## WHAT THE TASK REQUIRES
Using the entries below, copy out all lines where "invalid" is found.

## INPUT
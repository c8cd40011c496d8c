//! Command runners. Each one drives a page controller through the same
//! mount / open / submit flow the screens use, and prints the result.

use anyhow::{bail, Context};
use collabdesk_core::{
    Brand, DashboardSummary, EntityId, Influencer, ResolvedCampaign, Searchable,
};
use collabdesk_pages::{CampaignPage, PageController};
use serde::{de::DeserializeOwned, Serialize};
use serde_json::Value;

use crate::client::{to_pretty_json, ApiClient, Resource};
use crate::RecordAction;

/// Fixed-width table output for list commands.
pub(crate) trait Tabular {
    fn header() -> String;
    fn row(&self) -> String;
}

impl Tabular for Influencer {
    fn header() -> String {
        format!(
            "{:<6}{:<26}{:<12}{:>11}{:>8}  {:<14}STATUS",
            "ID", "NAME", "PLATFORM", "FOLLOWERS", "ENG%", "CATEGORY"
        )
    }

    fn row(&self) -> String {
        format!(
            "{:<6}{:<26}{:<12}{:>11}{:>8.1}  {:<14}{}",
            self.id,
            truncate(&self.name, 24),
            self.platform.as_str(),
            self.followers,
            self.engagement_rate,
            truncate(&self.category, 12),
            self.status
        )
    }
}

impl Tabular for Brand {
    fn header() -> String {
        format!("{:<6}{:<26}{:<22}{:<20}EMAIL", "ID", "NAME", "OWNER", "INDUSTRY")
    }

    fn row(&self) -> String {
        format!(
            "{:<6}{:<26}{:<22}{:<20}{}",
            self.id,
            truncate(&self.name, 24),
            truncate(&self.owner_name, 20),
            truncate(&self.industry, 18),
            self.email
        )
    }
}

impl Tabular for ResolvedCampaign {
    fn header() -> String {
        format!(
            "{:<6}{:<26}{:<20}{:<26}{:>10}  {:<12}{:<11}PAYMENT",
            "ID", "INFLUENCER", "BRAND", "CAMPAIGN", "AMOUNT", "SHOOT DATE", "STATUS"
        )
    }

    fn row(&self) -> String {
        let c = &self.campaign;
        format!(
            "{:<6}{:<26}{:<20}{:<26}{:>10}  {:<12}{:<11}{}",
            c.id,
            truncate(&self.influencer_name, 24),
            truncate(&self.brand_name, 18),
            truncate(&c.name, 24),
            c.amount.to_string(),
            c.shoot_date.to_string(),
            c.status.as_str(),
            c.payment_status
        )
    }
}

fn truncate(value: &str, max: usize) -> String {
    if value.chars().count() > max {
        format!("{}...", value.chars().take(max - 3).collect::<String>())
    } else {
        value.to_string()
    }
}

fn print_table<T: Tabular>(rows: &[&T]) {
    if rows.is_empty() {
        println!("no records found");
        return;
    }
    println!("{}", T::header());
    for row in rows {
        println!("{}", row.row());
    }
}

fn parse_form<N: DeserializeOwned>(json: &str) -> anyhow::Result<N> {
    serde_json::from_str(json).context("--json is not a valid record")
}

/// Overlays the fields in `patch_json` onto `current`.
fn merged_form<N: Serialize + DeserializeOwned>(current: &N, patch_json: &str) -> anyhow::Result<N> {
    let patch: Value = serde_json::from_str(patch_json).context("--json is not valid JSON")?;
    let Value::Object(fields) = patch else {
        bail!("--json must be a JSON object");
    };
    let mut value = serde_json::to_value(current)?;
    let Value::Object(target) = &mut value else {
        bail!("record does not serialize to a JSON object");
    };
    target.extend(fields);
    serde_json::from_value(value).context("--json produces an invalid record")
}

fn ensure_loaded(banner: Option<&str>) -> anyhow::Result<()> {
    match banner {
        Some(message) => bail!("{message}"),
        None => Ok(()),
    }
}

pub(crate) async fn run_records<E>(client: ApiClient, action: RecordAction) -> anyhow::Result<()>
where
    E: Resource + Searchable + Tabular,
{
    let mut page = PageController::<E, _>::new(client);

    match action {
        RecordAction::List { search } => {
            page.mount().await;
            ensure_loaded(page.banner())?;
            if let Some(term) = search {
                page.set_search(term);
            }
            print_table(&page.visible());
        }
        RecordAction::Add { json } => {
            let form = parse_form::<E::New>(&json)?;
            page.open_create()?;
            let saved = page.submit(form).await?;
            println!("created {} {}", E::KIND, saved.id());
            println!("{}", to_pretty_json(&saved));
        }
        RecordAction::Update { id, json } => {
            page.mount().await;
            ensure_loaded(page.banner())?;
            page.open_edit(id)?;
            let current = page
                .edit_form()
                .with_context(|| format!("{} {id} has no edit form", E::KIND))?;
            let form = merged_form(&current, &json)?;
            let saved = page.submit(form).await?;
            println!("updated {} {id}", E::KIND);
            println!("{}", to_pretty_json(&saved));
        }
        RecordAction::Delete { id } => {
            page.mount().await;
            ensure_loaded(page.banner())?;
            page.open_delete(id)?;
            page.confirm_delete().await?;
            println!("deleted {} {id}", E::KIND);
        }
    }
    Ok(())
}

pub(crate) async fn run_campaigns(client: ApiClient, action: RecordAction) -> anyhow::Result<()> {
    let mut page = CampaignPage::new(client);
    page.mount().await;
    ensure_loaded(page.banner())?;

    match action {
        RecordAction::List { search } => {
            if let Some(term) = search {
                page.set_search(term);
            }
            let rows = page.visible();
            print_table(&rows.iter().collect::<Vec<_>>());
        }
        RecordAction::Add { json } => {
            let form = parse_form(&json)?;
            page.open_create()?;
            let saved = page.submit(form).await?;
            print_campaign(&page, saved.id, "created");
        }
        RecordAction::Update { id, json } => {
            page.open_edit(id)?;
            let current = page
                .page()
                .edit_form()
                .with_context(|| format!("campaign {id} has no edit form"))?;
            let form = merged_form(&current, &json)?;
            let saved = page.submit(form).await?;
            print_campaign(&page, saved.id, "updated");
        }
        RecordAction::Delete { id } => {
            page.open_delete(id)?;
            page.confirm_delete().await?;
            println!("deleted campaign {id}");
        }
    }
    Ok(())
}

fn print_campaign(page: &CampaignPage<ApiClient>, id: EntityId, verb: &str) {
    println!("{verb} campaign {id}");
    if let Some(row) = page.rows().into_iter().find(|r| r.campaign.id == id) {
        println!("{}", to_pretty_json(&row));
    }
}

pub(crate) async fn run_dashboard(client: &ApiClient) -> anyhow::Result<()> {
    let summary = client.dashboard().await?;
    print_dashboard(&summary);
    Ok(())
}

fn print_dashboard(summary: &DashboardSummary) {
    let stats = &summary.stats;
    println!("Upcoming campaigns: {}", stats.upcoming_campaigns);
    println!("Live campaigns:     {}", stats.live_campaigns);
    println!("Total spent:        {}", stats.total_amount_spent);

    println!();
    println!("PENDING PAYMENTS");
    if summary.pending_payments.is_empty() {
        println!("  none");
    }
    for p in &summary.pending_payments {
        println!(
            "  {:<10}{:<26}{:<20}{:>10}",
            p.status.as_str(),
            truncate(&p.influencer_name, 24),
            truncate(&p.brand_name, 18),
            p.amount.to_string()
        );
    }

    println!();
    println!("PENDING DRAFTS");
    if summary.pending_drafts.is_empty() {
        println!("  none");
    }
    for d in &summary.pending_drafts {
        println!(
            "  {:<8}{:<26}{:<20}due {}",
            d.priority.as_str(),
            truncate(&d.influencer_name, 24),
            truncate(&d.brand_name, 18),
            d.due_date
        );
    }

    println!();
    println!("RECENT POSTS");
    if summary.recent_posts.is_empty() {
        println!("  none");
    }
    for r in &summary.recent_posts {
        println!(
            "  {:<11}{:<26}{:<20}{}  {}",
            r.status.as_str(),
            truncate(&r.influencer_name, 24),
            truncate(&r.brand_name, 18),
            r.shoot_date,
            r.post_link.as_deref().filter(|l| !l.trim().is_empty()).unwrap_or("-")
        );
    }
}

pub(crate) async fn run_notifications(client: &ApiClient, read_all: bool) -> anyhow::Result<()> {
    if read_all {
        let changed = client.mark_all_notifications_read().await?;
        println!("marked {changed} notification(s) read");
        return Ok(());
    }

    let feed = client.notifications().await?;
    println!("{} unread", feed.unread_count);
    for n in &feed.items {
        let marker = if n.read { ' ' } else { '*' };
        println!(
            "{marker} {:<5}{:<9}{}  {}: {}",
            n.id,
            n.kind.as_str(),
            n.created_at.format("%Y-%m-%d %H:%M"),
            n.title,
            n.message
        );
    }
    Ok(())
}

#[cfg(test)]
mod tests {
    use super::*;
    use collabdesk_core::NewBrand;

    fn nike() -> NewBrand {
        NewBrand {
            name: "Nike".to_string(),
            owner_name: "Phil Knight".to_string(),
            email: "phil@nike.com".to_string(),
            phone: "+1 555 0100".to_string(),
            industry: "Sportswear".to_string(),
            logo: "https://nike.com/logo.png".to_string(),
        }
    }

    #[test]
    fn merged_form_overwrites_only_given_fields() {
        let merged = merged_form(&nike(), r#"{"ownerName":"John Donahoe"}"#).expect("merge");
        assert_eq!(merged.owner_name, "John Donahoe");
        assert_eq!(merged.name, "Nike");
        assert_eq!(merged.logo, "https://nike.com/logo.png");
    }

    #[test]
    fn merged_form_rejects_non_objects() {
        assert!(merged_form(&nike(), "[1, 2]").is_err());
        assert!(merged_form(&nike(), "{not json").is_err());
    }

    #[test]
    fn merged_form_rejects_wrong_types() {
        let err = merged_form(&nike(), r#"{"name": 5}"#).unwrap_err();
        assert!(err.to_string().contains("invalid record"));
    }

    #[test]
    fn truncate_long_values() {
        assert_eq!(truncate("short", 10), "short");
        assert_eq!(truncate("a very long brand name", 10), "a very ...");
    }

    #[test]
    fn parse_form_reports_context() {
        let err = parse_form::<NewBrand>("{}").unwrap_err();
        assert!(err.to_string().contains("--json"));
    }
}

## RESPONSE BELOW
    serde_json::from_value(value).context("--json produces an invalid record")
        assert!(err.to_string().contains("invalid record"));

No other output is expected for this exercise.